Talking with TBS, BGMEA Vice President Rakibul Alam Chowdhury said their sales declined by average 10% to 15% in the EU and the USA due to falling prices.
Citing an example, he said chino pant prices ranged between $17 and $18 last year, but the buyers are now offering around $10 for the same product.
At the same time buyers are also offering $1 for a basic T-shirt, which was $1.40 a year ago, Rakibul said. Now the buyers are trying to reduce the price of a T-shirt as low as a knitted panty, which currently ranges between 60 and 70 cents."
The BGMEA leader said as a result, factories are trying to book full capacity of orders to maintain their financial flow, but in the long run it increases their bank liabilities.
He said unhealthy competition among the exporters is one of the major reasons for lowering prices by buyers.
Rakibul also mentioned that some factories are not running at full capacity to avoid the risk of additional liabilities and are waiting for a better time. "Running a factory at half capacity is better than at full capacity that may increase liabilities."
"We have to increase negotiation capacity to bargain unitedly not individually, otherwise buyers will not increase our product prices," said TAD Group's Ashikur Rahman Tuhin, also a director of BGMEA.
He also mentioned that if factories are not able to increase their bargaining capacity they may go out of business, as we have seen some examples in the industry.
Energy crisis in Industrial area
Businesses have expressed their frustration about load shedding of power and unavailability of sufficient gas even after paying higher bills.
Aman Garment owner Md Jasim Uddin said their factory in the Ashulia area is experiencing power outages for at least five out of eight production hours.
He said, "It will be very difficult to adjust the prices by manufacturers alone as their increased utility and wage expenses have pushed them into a tight corner."
BKMEA Executive President Mohammad Hatem said the Narayanganj industrial zone has been facing a gas shortage for the last couple of months. Gas pressure remains at zero PSI (pounds per square inch) during most of the time in a day, he said.
"Although gas pressure becomes available during night, in most of the cases, it remains at 1.5 to 2 PSI, although we require 8 to 9 PSI."
Referring to his family-owned MS Dyeing and Printing Ltd, Hatem said, "We can run only a few factories due to poor gas supply."
He said even after increasing the price, the government is not able to ensure uninterrupted supply of gas.
Hatem said due to the non-availability of gas, production has halved. "As shipment schedules are missed, many buyers push for air shipments while some demand discounts which ultimately result in losses for us."
Seeking anonymity, a textile miller said Narayanganj industrial zone millers faced additional losses due to a recent sudden cessation of gas supply, which affected their capital investment.
Due to the sudden blackout in gas supply, several sophisticated machinery were damaged, which caused them to shut their units for two days, and they had to spend Tk1 crore for their repairing machinery, he said.
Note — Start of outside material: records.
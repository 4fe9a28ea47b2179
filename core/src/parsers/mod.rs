//! Parsers turning captured git command output into structured values.
//!
//! Every parser works on text that has already been captured; none of them
//! runs git.

pub mod branch;
pub mod log;

pub use branch::{extract_branch_strings, parse_branches, BranchFilter};
pub use self::log::{parse_commits, split_commit_segments};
The textile miller mentioned that during the last nine months, his group incurred about Tk100 core loss due to gas and electricity price hikes.
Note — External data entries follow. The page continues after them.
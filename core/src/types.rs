//! Defines core value types shared by the parsers.
use super::GitError;
#[cfg(feature = "serde")]
use serde::{de, Deserialize, Deserializer, Serialize, Serializer};
use std::str::FromStr;
use std::{
    ffi::OsStr,
    fmt,
    fmt::{Display, Formatter},
    result::Result as stdResult,
};

/// A specialized `Result` type for parsing operations.
pub type Result<A> = stdResult<A, GitError>;

/// Hex length of a SHA-1 object name.
const SHA1_HEX_LEN: usize = 40;
/// Hex length of a SHA-256 object name.
const SHA256_HEX_LEN: usize = 64;

/// A full hexadecimal git object id (commit, tree, ...).
///
/// Only complete object names are accepted: 40 hex digits for SHA-1
/// repositories, 64 for SHA-256 ones. The value is stored lowercase.
#[derive(Debug, Clone, PartialEq, Eq, Hash, PartialOrd, Ord)]
pub struct ObjectId {
    value: String,
}

impl ObjectId {
    /// Returns the first `len` characters of the id, as `git log --abbrev` would.
    pub fn abbreviated(&self, len: usize) -> &str {
        &self.value[..len.min(self.value.len())]
    }
}

impl FromStr for ObjectId {
    type Err = GitError;

    fn from_str(s: &str) -> Result<Self> {
        if is_full_object_id(s) {
            Ok(ObjectId {
                value: s.to_ascii_lowercase(),
            })
        } else {
            Err(GitError::InvalidObjectId(s.to_string()))
        }
    }
}

impl Display for ObjectId {
    fn fmt(&self, f: &mut Formatter<'_>) -> fmt::Result {
        write!(f, "{}", self.value)
    }
}

impl AsRef<str> for ObjectId {
    fn as_ref(&self) -> &str {
        &self.value
    }
}

impl AsRef<OsStr> for ObjectId {
    fn as_ref(&self) -> &OsStr {
        self.value.as_ref()
    }
}

impl PartialEq<str> for ObjectId {
    fn eq(&self, other: &str) -> bool {
        self.value.eq_ignore_ascii_case(other)
    }
}

impl PartialEq<&str> for ObjectId {
    fn eq(&self, other: &&str) -> bool {
        self.value.eq_ignore_ascii_case(other)
    }
}

#[cfg(feature = "serde")]
impl Serialize for ObjectId {
    fn serialize<S>(&self, serializer: S) -> stdResult<S::Ok, S::Error>
    where
        S: Serializer,
    {
        serializer.serialize_str(&self.value)
    }
}

#[cfg(feature = "serde")]
impl<'de> Deserialize<'de> for ObjectId {
    /// Deserializes a string into an `ObjectId`, validating the format.
    fn deserialize<D>(deserializer: D) -> stdResult<ObjectId, D::Error>
    where
        D: Deserializer<'de>,
    {
        let s = String::deserialize(deserializer)?;
        ObjectId::from_str(&s).map_err(de::Error::custom)
    }
}

// --- Internal validation logic ---

fn is_full_object_id(s: &str) -> bool {
    (s.len() == SHA1_HEX_LEN || s.len() == SHA256_HEX_LEN)
        && s.chars().all(|c| c.is_ascii_hexdigit())
}

#[cfg(test)]
mod tests {
    use super::*;

    const SHA1: &str = "0bd8ba4a4f2b5ba1e7ee7d4ae8f1b0b0c9b0c5d1";

    #[test]
    fn test_valid_object_ids() {
        assert!(ObjectId::from_str(SHA1).is_ok());
        assert!(ObjectId::from_str(&"a".repeat(64)).is_ok());
        assert_eq!(
            ObjectId::from_str(&SHA1.to_ascii_uppercase()).unwrap().to_string(),
            SHA1 // Ensure lowercase storage
        );
    }

    #[test]
    fn test_invalid_object_ids() {
        assert!(ObjectId::from_str("").is_err());
        assert!(ObjectId::from_str("deadbeef").is_err()); // Abbreviated
        assert!(ObjectId::from_str(&"g".repeat(40)).is_err()); // Not hex
        assert!(ObjectId::from_str(&"a".repeat(41)).is_err());
        assert!(matches!(
            ObjectId::from_str("xyz"),
            Err(GitError::InvalidObjectId(value)) if value == "xyz"
        ));
    }

    #[test]
    fn test_abbreviated() {
        let id = ObjectId::from_str(SHA1).unwrap();
        assert_eq!(id.abbreviated(7), "0bd8ba4");
        assert_eq!(id.abbreviated(100), SHA1);
    }

    #[test]
    fn test_compare_with_str() {
        let id = ObjectId::from_str(SHA1).unwrap();
        assert!(id == SHA1);
        assert!(id == *SHA1.to_ascii_uppercase().as_str());
    }
}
No immediate remedy for gas crisis
Meanwhile, government officials say the gas crisis is not going to be resolved any time soon. Due to the dollar crisis, it is not possible to import liquefied natural gas (LNG) to meet the demand, they say.
While there are plans to increase production from domestic gas fields, it will take at least two to two and a half years to get any benefits, say the officials.
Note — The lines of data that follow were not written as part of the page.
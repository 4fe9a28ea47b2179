//! Parsers for `git branch` listings.

use crate::error::GitError;
use crate::types::Result;
use log::{debug, trace};
use regex::Regex;

/// Returns every non-blank line of a branch listing, unchanged.
///
/// Markers, indentation and `->` alias lines are all kept; this is the raw
/// view of the listing, one entry per line.
pub fn extract_branch_strings(raw_branches: &str) -> Vec<String> {
    raw_branches
        .lines()
        .filter(|line| !line.trim().is_empty())
        .map(str::to_string)
        .collect()
}

/// Extracts clean branch names from `git branch` / `git branch --all` output.
///
/// For every line the two-column marker (`* ` for the checked-out branch,
/// `+ ` for a branch checked out in another worktree, or two spaces) is
/// removed and the rest is trimmed. Alias lines such as
/// `remotes/origin/HEAD -> origin/master` and placeholders such as
/// `(HEAD detached at 3f2a1b0)` are skipped. Order is preserved.
pub fn parse_branches(raw_branches: &str) -> Vec<String> {
    let mut branches = Vec::new();

    for line in raw_branches.lines() {
        if line.contains(" -> ") {
            trace!("Skipping alias line {:?}", line);
            continue;
        }

        let name = strip_marker(line).trim();
        if name.is_empty() {
            continue;
        }
        if is_placeholder(name) {
            trace!("Skipping placeholder line {:?}", line);
            continue;
        }

        branches.push(name.to_string());
    }

    debug!("Parsed {} branch names", branches.len());
    branches
}

// Entries git prints for a HEAD that is not on any branch.
fn is_placeholder(name: &str) -> bool {
    name.starts_with("(HEAD detached ") || name.starts_with("(no branch")
}

fn strip_marker(line: &str) -> &str {
    let mut chars = line.chars();
    match (chars.next(), chars.next()) {
        (Some('*' | '+' | ' '), Some(' ')) => &line[2..],
        _ => line,
    }
}

/// Include / exclude filtering applied to parsed branch names.
///
/// Both patterns are unanchored regular expressions matched with
/// `Regex::is_match`. A name is kept when it matches `include` (or there is no
/// include pattern) and does not match `exclude`. The default filter keeps
/// every name.
#[derive(Debug, Clone, Default)]
pub struct BranchFilter {
    include: Option<Regex>,
    exclude: Option<Regex>,
}

impl BranchFilter {
    /// Compiles a filter from optional include and exclude patterns.
    ///
    /// # Errors
    /// Returns `GitError::InvalidPattern` if either pattern fails to compile.
    pub fn new(include: Option<&str>, exclude: Option<&str>) -> Result<Self> {
        Ok(BranchFilter {
            include: include.map(compile).transpose()?,
            exclude: exclude.map(compile).transpose()?,
        })
    }

    /// Returns true when `name` passes the filter.
    pub fn matches(&self, name: &str) -> bool {
        let included = self.include.as_ref().map_or(true, |re| re.is_match(name));
        let excluded = self.exclude.as_ref().map_or(false, |re| re.is_match(name));
        included && !excluded
    }

    /// Keeps the names that pass the filter, preserving order.
    pub fn apply<I, S>(&self, branches: I) -> Vec<String>
    where
        I: IntoIterator<Item = S>,
        S: Into<String>,
    {
        let kept: Vec<String> = branches
            .into_iter()
            .map(Into::into)
            .filter(|name| self.matches(name))
            .collect();
        debug!("Branch filter kept {} names", kept.len());
        kept
    }
}

fn compile(pattern: &str) -> Result<Regex> {
    Regex::new(pattern).map_err(|e| GitError::InvalidPattern(format!("{}: {}", pattern, e)))
}

#[cfg(test)]
mod tests {
    use super::*;
    use pretty_assertions::assert_eq;

    const LOCAL: &str = "  branch/1/2019\n  branch/2/2019\n  branch/3/2019\n* master\n";
    const ALL: &str = "* master\n  remotes/origin/HEAD -> origin/master\n  remotes/origin/master\n";

    #[test]
    fn test_extract_branch_strings_keeps_lines_verbatim() {
        assert_eq!(
            extract_branch_strings(LOCAL),
            vec!["  branch/1/2019", "  branch/2/2019", "  branch/3/2019", "* master"]
        );
    }

    #[test]
    fn test_extract_branch_strings_skips_blank_lines() {
        assert_eq!(extract_branch_strings("\n* master\n   \n\n  dev"), vec!["* master", "  dev"]);
        assert!(extract_branch_strings("").is_empty());
    }

    #[test]
    fn test_parse_local_branches() {
        assert_eq!(
            parse_branches(LOCAL),
            vec!["branch/1/2019", "branch/2/2019", "branch/3/2019", "master"]
        );
    }

    #[test]
    fn test_parse_all_branches_skips_alias() {
        assert_eq!(parse_branches(ALL), vec!["master", "remotes/origin/master"]);
    }

    #[test]
    fn test_parse_empty_listing() {
        assert!(parse_branches("").is_empty());
        assert!(parse_branches("\n\n").is_empty());
    }

    #[test]
    fn test_parse_worktree_and_detached_markers() {
        let raw = "* (HEAD detached at 3f2a1b0)\n+ feature\n  master\n";
        assert_eq!(parse_branches(raw), vec!["feature", "master"]);
    }

    #[test]
    fn test_parse_no_branch_placeholders() {
        let raw = "* (no branch, rebasing feature)\n  feature\n* (HEAD detached from 3f2a1b0)\n";
        assert_eq!(parse_branches(raw), vec!["feature"]);
    }

    #[test]
    fn test_parenthesised_branch_names_are_kept() {
        assert_eq!(parse_branches("  (wip)\n* master\n"), vec!["(wip)", "master"]);
    }

    #[test]
    fn test_parse_unindented_names() {
        assert_eq!(parse_branches("main\r\ndev\r\n"), vec!["main", "dev"]);
    }

    #[test]
    fn test_default_filter_keeps_everything() {
        let filter = BranchFilter::default();
        let names = parse_branches(LOCAL);
        assert_eq!(filter.apply(names.clone()), names);
    }

    #[test]
    fn test_include_filter() {
        let filter = BranchFilter::new(Some(r"^branch/\d/"), None).unwrap();
        assert_eq!(
            filter.apply(parse_branches(LOCAL)),
            vec!["branch/1/2019", "branch/2/2019", "branch/3/2019"]
        );
    }

    #[test]
    fn test_exclude_filter() {
        let filter = BranchFilter::new(None, Some("^remotes/")).unwrap();
        assert_eq!(filter.apply(parse_branches(ALL)), vec!["master"]);
    }

    #[test]
    fn test_include_and_exclude_combined() {
        let filter = BranchFilter::new(Some("2019"), Some("/2/")).unwrap();
        assert!(filter.matches("branch/1/2019"));
        assert!(!filter.matches("branch/2/2019"));
        assert!(!filter.matches("master"));
        assert_eq!(filter.apply(["branch/1/2019", "branch/2/2019"]), vec!["branch/1/2019"]);
    }

    #[test]
    fn test_invalid_pattern() {
        assert!(matches!(
            BranchFilter::new(Some("("), None),
            Err(GitError::InvalidPattern(_))
        ));
        assert!(matches!(
            BranchFilter::new(None, Some("[a-")),
            Err(GitError::InvalidPattern(_))
        ));
    }
}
As a result, the gas crisis is likely to persist for the next two years in addition to this year, they say. The government will continue to manage the situation by rationing gas supplies, the officials say.
State Minister of Power, Energy and Mineral Resources Nasrul Hamid has recently said, "Ensuring a normal gas supply in the country is the biggest challenge. It will take another two years to normalise the supply. Work is underway to ensure an uninterrupted gas supply in the country by 2026."